**Goal of the exercise**
Could you copy each line of the entries that contains "Error"?
------ Listed entries ------
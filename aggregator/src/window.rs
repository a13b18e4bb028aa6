//! Time window selection for an aggregation run
//!
//! Windows are expressed in the sampler's local wall-clock time, the same
//! clock used to name snapshot files.

use crate::{Error, Result};
use chrono::{Duration, NaiveDateTime};

/// Format accepted for explicit `--range` bounds.
pub const RANGE_FORMAT: &str = "%Y-%m-%d %H:%M:%S";

/// Closed interval `[start, end]` with `start < end`.
#[derive(Debug, Clone, Copy, PartialEq, Eq)]
pub struct TimeWindow {
    start: NaiveDateTime,
    end: NaiveDateTime,
}

impl TimeWindow {
    pub fn new(start: NaiveDateTime, end: NaiveDateTime) -> Result<Self> {
        if start >= end {
            return Err(Error::InvertedWindow { start, end });
        }
        Ok(Self { start, end })
    }

    pub fn last_hours(now: NaiveDateTime, hours: u32) -> Result<Self> {
        Self::looking_back(now, Duration::hours(i64::from(hours)))
    }

    pub fn last_days(now: NaiveDateTime, days: u32) -> Result<Self> {
        Self::looking_back(now, Duration::days(i64::from(days)))
    }

    /// Clamped to the earliest representable date.
    fn looking_back(now: NaiveDateTime, span: Duration) -> Result<Self> {
        let start = now.checked_sub_signed(span).unwrap_or(NaiveDateTime::MIN);
        Self::new(start, now)
    }

    /// Both bounds are parsed before their order is checked.
    pub fn parse_range(start: &str, end: &str) -> Result<Self> {
        let start = parse_bound(start)?;
        let end = parse_bound(end)?;
        Self::new(start, end)
    }

    pub fn start(&self) -> NaiveDateTime {
        self.start
    }

    pub fn end(&self) -> NaiveDateTime {
        self.end
    }

    /// Inclusive at both ends.
    pub fn contains(&self, time: NaiveDateTime) -> bool {
        self.start <= time && time <= self.end
    }
}

fn parse_bound(value: &str) -> Result<NaiveDateTime> {
    NaiveDateTime::parse_from_str(value.trim(), RANGE_FORMAT).map_err(|source| {
        Error::MalformedDate {
            value: value.to_string(),
            source,
        }
    })
}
------
**Exercise result**
use crate::{Error, Result};
            return Err(Error::InvertedWindow { start, end });
        Error::MalformedDate {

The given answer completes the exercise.